## [Task]
Copy each line below in which the string "save" occurs.

______________________________

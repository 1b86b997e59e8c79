use std::collections::BTreeMap;
use std::time::Duration;

use iced::{Color, Element, Subscription, Task};
use iced_layershell::build_pattern::daemon;
use iced_layershell::settings::{LayerShellSettings, StartMode};
use iced_layershell::to_layer_message;

use crate::command::{CommandExecutor, CommandOutcome, CommandResult};
use crate::config::{self, StatusMirror};
use crate::coordinator::{Coordinator, Effect};
use crate::display::{BindingId, DisplayName};
use crate::error::CommandError;
use crate::events::Event;
use crate::geometry::Rect;
use crate::ipc;
use crate::media::{self, MediaCommand, PlayerctlTransport};
use crate::notch::HomeAfterClose;
use crate::surface::notch_settings;
use crate::theme::NotchColors;

pub(crate) type IcedId = iced_layershell::reexport::IcedId;

pub(crate) struct NotchHud {
    pub(crate) coordinator: Coordinator,
    pub(crate) executor: CommandExecutor,
    pub(crate) colors: NotchColors,
    windows: BTreeMap<BindingId, IcedId>,
    /// Bumped on cancel so scheduled retries from before it are dropped.
    media_epoch: u64,
}

#[to_layer_message(multi)]
#[derive(Debug, Clone)]
pub(crate) enum Message {
    /// Anything the coordinator consumes.
    Bus(Event),
    Media(MediaCommand, Option<f64>),
    MediaFinished {
        kind: MediaCommand,
        parameter: Option<f64>,
        result: CommandResult,
        /// `media_epoch` when the command was dispatched.
        epoch: u64,
    },
    MediaRetry {
        kind: MediaCommand,
        parameter: Option<f64>,
        epoch: u64,
    },
    CancelMedia,
}

pub(crate) fn run() -> Result<(), iced_layershell::Error> {
    tracing::info!(
        "v{} ({}) starting in background mode",
        env!("NOTCH_HUD_VERSION"),
        env!("NOTCH_HUD_COMMIT")
    );

    let settings = LayerShellSettings {
        start_mode: StartMode::Background,
        ..Default::default()
    };

    daemon(NotchHud::new, NotchHud::namespace, NotchHud::update, NotchHud::view)
        .style(NotchHud::style)
        .subscription(NotchHud::subscription)
        .layer_settings(settings)
        .run()
}

/// Sleep off the UI thread.
async fn delay(after: Duration) {
    media::off_thread(move || std::thread::sleep(after)).await;
}

/// Delay before re-sending a failed attempt, or `None` when there is nothing
/// to retry or a cancel happened after the attempt was dispatched.
fn retry_delay(result: &CommandResult, dispatched: u64, current: u64) -> Option<Duration> {
    match result {
        Err(CommandError::AttemptFailed { retry_after, .. }) if dispatched == current => {
            Some(*retry_after)
        }
        _ => None,
    }
}

fn log_outcome(kind: MediaCommand, result: &CommandResult) {
    match result {
        Ok(CommandOutcome::Completed) => tracing::debug!("{kind}: done"),
        Ok(CommandOutcome::DuplicateSuppressed) => {}
        Err(CommandError::AttemptFailed { .. }) => tracing::debug!("{kind}: {:?}", result),
        Err(e) => tracing::warn!("{kind}: {e}"),
    }
}

impl NotchHud {
    fn new() -> (Self, Task<Message>) {
        let prefs = config::load_startup_preferences();
        let mic_muted = match StatusMirror::load(&config::status_path()) {
            Ok(status) => status.mic_muted,
            Err(e) => {
                tracing::warn!("{e:#}; assuming mic unmuted");
                false
            }
        };

        let executor = CommandExecutor::new(std::sync::Arc::new(PlayerctlTransport::default()));
        executor.on_outcome(log_outcome);

        let mut hud = Self {
            coordinator: Coordinator::new(prefs, Box::new(HomeAfterClose))
                .with_mic_muted(mic_muted)
                .with_screen_override(config::screen_override()),
            executor,
            colors: NotchColors::dark(),
            windows: BTreeMap::new(),
            media_epoch: 0,
        };
        let effects = hud.coordinator.start();
        let task = hud.perform(effects);
        (hud, task)
    }

    fn namespace() -> String {
        String::from("notch-hud")
    }

    fn open_window(&mut self, binding: BindingId, output: &DisplayName, placement: Rect) -> Task<Message> {
        let (id, task) = Message::layershell_open(notch_settings(output, placement));
        tracing::debug!("binding {binding} -> window {id} on {output}");
        self.windows.insert(binding, id);
        task
    }

    fn close_window(&mut self, binding: BindingId) -> Task<Message> {
        match self.windows.remove(&binding) {
            Some(id) => Task::done(Message::RemoveWindow(id)),
            None => Task::none(),
        }
    }

    fn cancel_media(&mut self) {
        self.media_epoch += 1;
        self.executor.cancel_all();
    }

    /// Carry out what the coordinator asked for.
    fn perform(&mut self, effects: Vec<Effect>) -> Task<Message> {
        let mut tasks = Vec::with_capacity(effects.len());
        for effect in effects {
            let task = match effect {
                Effect::Schedule(req) => Task::perform(delay(req.after), move |_| {
                    Message::Bus(Event::TimerFired(req.token))
                }),
                Effect::CreateSurface {
                    binding,
                    display,
                    placement,
                } => self.open_window(binding, &display, placement),
                Effect::DestroySurface { binding } => self.close_window(binding),
                // Layer surfaces can't change output, so a move is a reopen.
                Effect::MoveSurface {
                    binding,
                    display,
                    placement,
                } => {
                    let close = self.close_window(binding);
                    let open = self.open_window(binding, &display, placement);
                    Task::batch([close, open])
                }
                Effect::SelectionChanged(name) => {
                    tracing::debug!("overlay now projected on {name}");
                    Task::none()
                }
                Effect::PersistSelectedDisplay(_) => {
                    let path = config::preferences_path();
                    if let Err(e) = self.coordinator.preferences().save(&path) {
                        tracing::warn!("{e:#}");
                    }
                    Task::none()
                }
                Effect::PersistMicMuted(mic_muted) => {
                    let status = StatusMirror { mic_muted };
                    if let Err(e) = status.save(&config::status_path()) {
                        tracing::warn!("{e:#}");
                    }
                    Task::none()
                }
                Effect::QueryNowPlaying(ticket) => {
                    Task::perform(media::query_now_playing(), move |track| {
                        Message::Bus(Event::NowPlaying { ticket, track })
                    })
                }
            };
            tasks.push(task);
        }
        Task::batch(tasks)
    }

    fn update(&mut self, message: Message) -> Task<Message> {
        match message {
            Message::Bus(event) => {
                let shutting_down = matches!(event, Event::Shutdown);
                let effects = self.coordinator.handle(event);
                let task = self.perform(effects);
                if shutting_down {
                    self.cancel_media();
                    Task::batch([task, iced::exit()])
                } else {
                    task
                }
            }
            Message::Media(kind, parameter) => {
                let executor = self.executor.clone();
                let epoch = self.media_epoch;
                Task::perform(
                    async move { executor.execute(kind, parameter).await },
                    move |result| Message::MediaFinished {
                        kind,
                        parameter,
                        result,
                        epoch,
                    },
                )
            }
            Message::MediaFinished {
                kind,
                parameter,
                result,
                epoch,
            } => match retry_delay(&result, epoch, self.media_epoch) {
                Some(after) => Task::perform(delay(after), move |_| Message::MediaRetry {
                    kind,
                    parameter,
                    epoch,
                }),
                None => {
                    if epoch != self.media_epoch && result.is_err() {
                        tracing::debug!("{kind}: failed attempt from before cancel, not retrying");
                    }
                    Task::none()
                }
            },
            Message::MediaRetry {
                kind,
                parameter,
                epoch,
            } if epoch == self.media_epoch => Task::done(Message::Media(kind, parameter)),
            Message::MediaRetry { kind, .. } => {
                tracing::debug!("{kind}: retry dropped after cancel");
                Task::none()
            }
            Message::CancelMedia => {
                tracing::info!("cancelling pending media commands");
                self.cancel_media();
                Task::none()
            }
            _ => Task::none(),
        }
    }

    fn view(&self, window_id: IcedId) -> Element<'_, Message> {
        let binding = self
            .windows
            .iter()
            .find(|(_, id)| **id == window_id)
            .map(|(binding, _)| *binding);
        match binding {
            Some(binding) => self.view_notch(binding),
            None => iced::widget::space::Space::new().width(0).height(0).into(),
        }
    }

    fn subscription(state: &Self) -> Subscription<Message> {
        if state.coordinator.is_shut_down() {
            return Subscription::none();
        }
        Subscription::batch([
            Subscription::run(ipc::socket_listener),
            Subscription::run(ipc::topology_stream),
            Subscription::run(ipc::preference_stream),
        ])
    }

    fn style(&self, _theme: &iced::Theme) -> iced::theme::Style {
        iced::theme::Style {
            background_color: Color::TRANSPARENT,
            text_color: self.colors.text,
        }
    }
}

#[cfg(test)]
mod tests {
    use super::*;
    use crate::error::TransportError;

    fn attempt_failed() -> CommandResult {
        Err(CommandError::AttemptFailed {
            kind: MediaCommand::Next,
            attempts: 1,
            retry_after: Duration::from_millis(250),
            source: TransportError::Io("player busy".into()),
        })
    }

    #[test]
    fn failed_attempt_retries_after_hint() {
        assert_eq!(
            retry_delay(&attempt_failed(), 4, 4),
            Some(Duration::from_millis(250))
        );
    }

    #[test]
    fn cancel_while_in_flight_drops_retry() {
        // Dispatched at epoch 0, media-cancel bumped it before the result arrived.
        assert_eq!(retry_delay(&attempt_failed(), 0, 1), None);
    }

    #[test]
    fn settled_results_never_retry() {
        assert_eq!(retry_delay(&Ok(CommandOutcome::Completed), 0, 0), None);
        let exhausted = Err(CommandError::ExecutionFailed {
            kind: MediaCommand::Next,
            attempts: 3,
        });
        assert_eq!(retry_delay(&exhausted, 0, 0), None);
    }
}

______________________________

## [Solution]
                    if let Err(e) = self.coordinator.preferences().save(&path) {
                    if let Err(e) = status.save(&config::status_path()) {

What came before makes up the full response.